Abigail knew just what to do. She prepared food and drinks and loaded them on donkeys and went out to meet David’s men as they were heading her way to seek revenge. She didn't make excuses about her husband’s character. Yet she humbly asked David to accept her apology and the meal she prepared for his men.
There are many lessons we can glean from Abigail’s courage, David’s uncontrollable anger, and Nabal’s foolishness. But did Abigail dishonor her husband by going against what he said? She was not submissive to his order. But were her actions glorifying to God? I think they were. And, later the story tells us that when Abigail told Nabal what she had done, Nabal had a stroke and died.
Let’s now look at the submission question. Does God call a wife to give unquestioning submission to her husband even if he asks her to do, or cooperate with something wrong or hurtful towards other people? No. The Bible qualifies submission as “unto the Lord” (Ephesians 5:22). When a husband asks his wife to do something wrong, I do not believe she should feel obligated to submit. She might feel afraid to dissent, but the Bible does not call her to submit.
Colossians also warns fathers not to provoke or aggravate their children because they will become discouraged (Colossians 3:21). It’s sad that your husband doesn’t take any responsibility for the problem with your daughter.
I’m glad that you told him already that you want to reach out to her. He said if you do that, he will leave the marriage, but you doubt he will follow through.
However, before you take your next step, make sure you are ready to deal with the fallout if you move forward with your resolve. Make a safety plan, make sure there are consequences set up if he gets abusive or if decides to leave the marriage. I hope you can let him go if it came to that.
He is positioning himself as a god in your family, not a husband. He believes he has the right to judge and control everyone around him and if they refuse, he will punish. That is not his role but as long as you cater to that, the delusion stays intact.

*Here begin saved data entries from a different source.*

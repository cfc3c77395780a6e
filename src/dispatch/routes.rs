//! Route table module
//!
//! An ordered list of (method, pattern) -> handler entries. Lookup is a
//! linear scan in registration order and the first match wins, so the
//! catch-all must be registered last and an earlier duplicate shadows a
//! later one.

use crate::dispatch::static_files::StaticAssetResolver;
use crate::dispatch::time;
use crate::http;
use http_body_util::Full;
use hyper::body::Bytes;
use hyper::{Method, Response, StatusCode};
use std::fmt;
use std::future::Future;
use std::pin::Pin;
use std::sync::Arc;

/// Request data visible to route handlers
#[derive(Debug, Clone)]
pub struct RequestContext {
    pub method: Method,
    /// Percent-decoded URI path
    pub path: String,
    pub is_head: bool,
}

/// Abnormal termination of a route handler, distinct from a plain miss.
///
/// Carried as the error arm of a handler's result; the dispatcher converts it
/// into the 500 path.
#[derive(Debug, Clone)]
pub struct Fault {
    message: String,
}

impl Fault {
    pub fn new(message: impl Into<String>) -> Self {
        Self {
            message: message.into(),
        }
    }
}

impl fmt::Display for Fault {
    fn fmt(&self, f: &mut fmt::Formatter<'_>) -> fmt::Result {
        f.write_str(&self.message)
    }
}

impl std::error::Error for Fault {}

/// What a route handler produced
pub enum RouteReply {
    /// A terminal response
    Response(Response<Full<Bytes>>),
    /// Defer to the not-found responder
    NotFound,
}

pub type RouteResult = Result<RouteReply, Fault>;
pub type HandlerFuture = Pin<Box<dyn Future<Output = RouteResult> + Send>>;
pub type RouteHandlerFn = Box<dyn Fn(RequestContext) -> HandlerFuture + Send + Sync>;

/// Path matching rule for a route entry
#[derive(Debug, Clone, PartialEq, Eq)]
pub enum Pattern {
    /// Match the path exactly
    Exact(String),
    /// Match any path starting with the prefix
    Prefix(String),
    /// Match every path
    Any,
}

impl Pattern {
    fn matches(&self, path: &str) -> bool {
        match self {
            Self::Exact(exact) => path == exact,
            Self::Prefix(prefix) => path.starts_with(prefix.as_str()),
            Self::Any => true,
        }
    }
}

impl fmt::Display for Pattern {
    fn fmt(&self, f: &mut fmt::Formatter<'_>) -> fmt::Result {
        match self {
            Self::Exact(path) => f.write_str(path),
            Self::Prefix(prefix) => write!(f, "{prefix}*"),
            Self::Any => f.write_str("*"),
        }
    }
}

/// A single registered route
pub struct RouteEntry {
    name: &'static str,
    /// `None` matches every method (used by the catch-all)
    method: Option<Method>,
    pattern: Pattern,
    handler: RouteHandlerFn,
}

impl RouteEntry {
    /// HEAD is served wherever GET is registered; the body is elided later.
    pub fn matches(&self, method: &Method, path: &str) -> bool {
        let method_ok = self.method.as_ref().map_or(true, |m| {
            m == method || (*m == Method::GET && *method == Method::HEAD)
        });
        method_ok && self.pattern.matches(path)
    }

    pub async fn invoke(&self, ctx: RequestContext) -> RouteResult {
        (self.handler)(ctx).await
    }

    pub const fn name(&self) -> &'static str {
        self.name
    }

    pub const fn method(&self) -> Option<&Method> {
        self.method.as_ref()
    }

    pub const fn pattern(&self) -> &Pattern {
        &self.pattern
    }
}

/// Ordered route table; first match wins
#[derive(Default)]
pub struct RouteTable {
    entries: Vec<RouteEntry>,
}

impl RouteTable {
    pub fn new() -> Self {
        Self {
            entries: Vec::new(),
        }
    }

    /// Append a route.
    ///
    /// Duplicate (method, pattern) pairs are permitted; the first registered
    /// wins at lookup time and later duplicates are unreachable. Registration
    /// does not detect that.
    pub fn register(
        &mut self,
        name: &'static str,
        method: Option<Method>,
        pattern: Pattern,
        handler: RouteHandlerFn,
    ) {
        self.entries.push(RouteEntry {
            name,
            method,
            pattern,
            handler,
        });
    }

    /// Find the first entry matching method and path, in registration order.
    pub fn lookup(&self, method: &Method, path: &str) -> Option<&RouteEntry> {
        self.entries.iter().find(|entry| entry.matches(method, path))
    }

    pub fn entries(&self) -> &[RouteEntry] {
        &self.entries
    }
}

/// Build the route table: the page documents, the time endpoint, and the
/// catch-all, in that order. Page routes match exactly; the API group matches
/// by prefix.
pub fn build_routes(assets: &Arc<StaticAssetResolver>) -> RouteTable {
    let mut table = RouteTable::new();
    table.register(
        "home",
        Some(Method::GET),
        Pattern::Exact("/".to_string()),
        document_handler(assets, "index.html"),
    );
    table.register(
        "about",
        Some(Method::GET),
        Pattern::Exact("/about".to_string()),
        document_handler(assets, "about.html"),
    );
    table.register(
        "contact",
        Some(Method::GET),
        Pattern::Exact("/contact".to_string()),
        document_handler(assets, "contact.html"),
    );
    table.register(
        "time",
        Some(Method::GET),
        Pattern::Prefix("/api/time".to_string()),
        time_handler(),
    );
    table.register("not-found", None, Pattern::Any, not_found_handler());
    table
}

/// Serve a fixed document from the static root.
///
/// A thin alias over the asset resolver; a missing document defers to the
/// not-found responder rather than faulting.
fn document_handler(assets: &Arc<StaticAssetResolver>, file: &'static str) -> RouteHandlerFn {
    let assets = Arc::clone(assets);
    Box::new(move |ctx| {
        let assets = Arc::clone(&assets);
        Box::pin(async move {
            match assets.read_document(file).await {
                Some(body) => Ok(RouteReply::Response(http::build_document_response(
                    body,
                    StatusCode::OK,
                    ctx.is_head,
                ))),
                None => Ok(RouteReply::NotFound),
            }
        })
    })
}

/// Respond with the current time as JSON.
fn time_handler() -> RouteHandlerFn {
    Box::new(|ctx| {
        Box::pin(async move {
            let payload = time::current_time();
            Ok(RouteReply::Response(http::build_json_response(
                StatusCode::OK,
                &payload,
                ctx.is_head,
            )))
        })
    })
}

/// The catch-all: always defers to the not-found responder.
fn not_found_handler() -> RouteHandlerFn {
    Box::new(|_ctx| Box::pin(async { Ok(RouteReply::NotFound) }))
}
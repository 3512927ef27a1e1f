// src/db/session_repository.rs
// DOCUMENTATION: Server-side session storage
// PURPOSE: Sessions live in PostgreSQL, keyed by the opaque cookie token

use crate::errors::CampError;
use crate::models::{Flash, Session, User};
use sqlx::PgPool;
use uuid::Uuid;

/// Session lifetime, matching the original one-week cookie
const SESSION_LIFETIME_DAYS: i64 = 7;

pub struct SessionRepository;

impl SessionRepository {
    /// Create a session, optionally bound to a user, optionally seeded with flash
    pub async fn create(
        pool: &PgPool,
        user_id: Option<Uuid>,
        flash: Flash,
    ) -> Result<Session, CampError> {
        let session = sqlx::query_as::<_, Session>(
            r#"
            INSERT INTO sessions (user_id, flash_success, flash_error, expires_at)
            VALUES ($1, $2, $3, NOW() + make_interval(days => $4::int))
            RETURNING id, user_id, flash_success, flash_error, expires_at, created_at
            "#,
        )
        .bind(user_id)
        .bind(&flash.success)
        .bind(&flash.error)
        .bind(SESSION_LIFETIME_DAYS as i32)
        .fetch_one(pool)
        .await
        .map_err(|e| {
            log::error!("Failed to create session: {}", e);
            CampError::DatabaseError(e.to_string())
        })?;

        Ok(session)
    }

    /// Fetch an unexpired session by its token
    pub async fn get(pool: &PgPool, id: Uuid) -> Result<Option<Session>, CampError> {
        sqlx::query_as::<_, Session>(
            r#"
            SELECT id, user_id, flash_success, flash_error, expires_at, created_at
            FROM sessions
            WHERE id = $1 AND expires_at > NOW()
            "#,
        )
        .bind(id)
        .fetch_optional(pool)
        .await
        .map_err(|e| {
            log::error!("Failed to fetch session {}: {}", id, e);
            CampError::DatabaseError(e.to_string())
        })
    }

    /// Resolve the logged-in user of an unexpired session, if any
    pub async fn find_user(pool: &PgPool, session_id: Uuid) -> Result<Option<User>, CampError> {
        sqlx::query_as::<_, User>(
            r#"
            SELECT u.id, u.username, u.email, u.password_hash, u.created_at, u.updated_at
            FROM sessions s
            JOIN users u ON u.id = s.user_id
            WHERE s.id = $1 AND s.expires_at > NOW()
            "#,
        )
        .bind(session_id)
        .fetch_optional(pool)
        .await
        .map_err(|e| {
            log::error!("Failed to resolve session {}: {}", session_id, e);
            CampError::DatabaseError(e.to_string())
        })
    }

    /// Detach the user from a session (logout) and leave a goodbye flash
    /// The session row survives so the flash can be rendered once.
    pub async fn detach_user(
        pool: &PgPool,
        session_id: Uuid,
        flash_success: &str,
    ) -> Result<(), CampError> {
        sqlx::query(
            r#"
            UPDATE sessions
            SET user_id = NULL, flash_success = $2
            WHERE id = $1 AND expires_at > NOW()
            "#,
        )
        .bind(session_id)
        .bind(flash_success)
        .execute(pool)
        .await
        .map_err(|e| {
            log::error!("Failed to detach user from session {}: {}", session_id, e);
            CampError::DatabaseError(e.to_string())
        })?;

        Ok(())
    }

    /// Store flash messages on a session without touching the other slot
    pub async fn set_flash(
        pool: &PgPool,
        session_id: Uuid,
        flash: &Flash,
    ) -> Result<(), CampError> {
        sqlx::query(
            r#"
            UPDATE sessions
            SET flash_success = COALESCE($2, flash_success),
                flash_error = COALESCE($3, flash_error)
            WHERE id = $1 AND expires_at > NOW()
            "#,
        )
        .bind(session_id)
        .bind(&flash.success)
        .bind(&flash.error)
        .execute(pool)
        .await
        .map_err(|e| {
            log::error!("Failed to set flash on session {}: {}", session_id, e);
            CampError::DatabaseError(e.to_string())
        })?;

        Ok(())
    }

    /// Consume flash messages: read them and clear them in one transaction
    /// Flash is one-shot by definition, so the clear happens before render.
    pub async fn take_flash(pool: &PgPool, session_id: Uuid) -> Result<Flash, CampError> {
        let mut tx = pool.begin().await.map_err(|e| {
            log::error!("Failed to open transaction: {}", e);
            CampError::DatabaseError(e.to_string())
        })?;

        let row: Option<(Option<String>, Option<String>)> = sqlx::query_as(
            r#"
            SELECT flash_success, flash_error
            FROM sessions
            WHERE id = $1 AND expires_at > NOW()
            FOR UPDATE
            "#,
        )
        .bind(session_id)
        .fetch_optional(&mut *tx)
        .await
        .map_err(|e| {
            log::error!("Failed to read flash for session {}: {}", session_id, e);
            CampError::DatabaseError(e.to_string())
        })?;

        let flash = match row {
            Some((success, error)) => Flash { success, error },
            None => return Ok(Flash::default()),
        };

        if !flash.is_empty() {
            sqlx::query("UPDATE sessions SET flash_success = NULL, flash_error = NULL WHERE id = $1")
                .bind(session_id)
                .execute(&mut *tx)
                .await
                .map_err(|e| {
                    log::error!("Failed to clear flash for session {}: {}", session_id, e);
                    CampError::DatabaseError(e.to_string())
                })?;
        }

        tx.commit().await.map_err(|e| {
            log::error!("Commit failed consuming flash: {}", e);
            CampError::DatabaseError(e.to_string())
        })?;

        Ok(flash)
    }

    /// Drop a session row entirely (used when rotating sessions at login)
    pub async fn delete(pool: &PgPool, session_id: Uuid) -> Result<(), CampError> {
        sqlx::query("DELETE FROM sessions WHERE id = $1")
            .bind(session_id)
            .execute(pool)
            .await
            .map_err(|e| {
                log::error!("Failed to delete session {}: {}", session_id, e);
                CampError::DatabaseError(e.to_string())
            })?;

        Ok(())
    }
}

#[cfg(test)]
mod tests {
    use super::*;
    use crate::test_support;

    #[tokio::test]
    async fn detach_user_skips_expired_sessions() {
        let Some(pool) = test_support::database_pool().await else {
            return;
        };

        let (id,): (Uuid,) = sqlx::query_as(
            "INSERT INTO sessions (expires_at) VALUES (NOW() - INTERVAL '1 hour') RETURNING id",
        )
        .fetch_one(&pool)
        .await
        .unwrap();

        SessionRepository::detach_user(&pool, id, "Goodbye!")
            .await
            .unwrap();

        // An expired session must not pick up the goodbye flash
        let (flash,): (Option<String>,) =
            sqlx::query_as("SELECT flash_success FROM sessions WHERE id = $1")
                .bind(id)
                .fetch_one(&pool)
                .await
                .unwrap();
        assert!(flash.is_none());
    }
}
// src/db/mod.rs
// DOCUMENTATION: Database module organization
// PURPOSE: Re-export database components

pub mod campground_repository;
pub mod review_repository;
pub mod session_repository;
pub mod user_repository;

pub use campground_repository::*;
pub use review_repository::*;
pub use session_repository::*;
pub use user_repository::*;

Let me give you some ideas about how you might approach him. But it’s never all about the right words. Jesus had the right words and he was still hated sometimes. You have to be ready internally to challenge him and stick with your resolve because he will not like it and may escalate his abuse.
“It’s been nine years since we have talked to our daughter. I sense God wants me to reach out to her. I know you don't like that, but as I read the Scripture, I feel called to be a minister of reconciliation (2 Corinthians 5:18-21). God wants me to be a peacemaker and to love other people, including our enemies, including our very own daughter.
You may have different convictions than I do but I have to listen to God first and am going to reach out to her. She has hurt us, but we have also hurt her. You feel she is wrong, but we have also done wrong to her. I believe as a woman of God, as much as it depends on me, I am to do all I can to bring about peace and healing in our relationship” (Romans 12:18).
Ask for some prayer support from friends who know what your life is like, even from the women on this blog. And then do what is in your heart to do.
Friends, if you were a mother in this situation, what would you do?